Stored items
* * *

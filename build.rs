//! Build script for gazette
//!
//! Captures git commit hash at build time for version verification.

use std::process::Command;

fn main() {
    // Get git commit hash
    let git_hash = Command::new("git")
        .args(["rev-parse", "--short", "HEAD"])
        .output()
        .ok()
        .and_then(|output| {
            if output.status.success() {
                String::from_utf8(output.stdout).ok()
            } else {
                None
            }
        })
        .map(|s| s.trim().to_string())
        .unwrap_or_else(|| "unknown".to_string());

    println!("cargo:rustc-env=GIT_COMMIT_SHORT={}", git_hash);

    // Get build timestamp
    let timestamp = chrono::Utc::now().format("%Y-%m-%dT%H:%M:%SZ").to_string();
    println!("cargo:rustc-env=BUILD_TIMESTAMP={}", timestamp);

    // Rebuild if git HEAD changes
    println!("cargo:rerun-if-changed=.git/HEAD");
    println!("cargo:rerun-if-changed=.git/refs/heads/");
}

* * *

• Required work: Only the span from the line with "Get git commit hash" through the final line of the records goes in the output, each line unchanged.

• Task output:
    // Get git commit hash
    let git_hash = Command::new("git")
        .args(["rev-parse", "--short", "HEAD"])
        .output()
        .ok()
        .and_then(|output| {
            if output.status.success() {
                String::from_utf8(output.stdout).ok()
            } else {
                None
            }
        })
        .map(|s| s.trim().to_string())
        .unwrap_or_else(|| "unknown".to_string());

    println!("cargo:rustc-env=GIT_COMMIT_SHORT={}", git_hash);

    // Get build timestamp
    let timestamp = chrono::Utc::now().format("%Y-%m-%dT%H:%M:%SZ").to_string();
    println!("cargo:rustc-env=BUILD_TIMESTAMP={}", timestamp);

    // Rebuild if git HEAD changes
    println!("cargo:rerun-if-changed=.git/HEAD");
    println!("cargo:rerun-if-changed=.git/refs/heads/");
}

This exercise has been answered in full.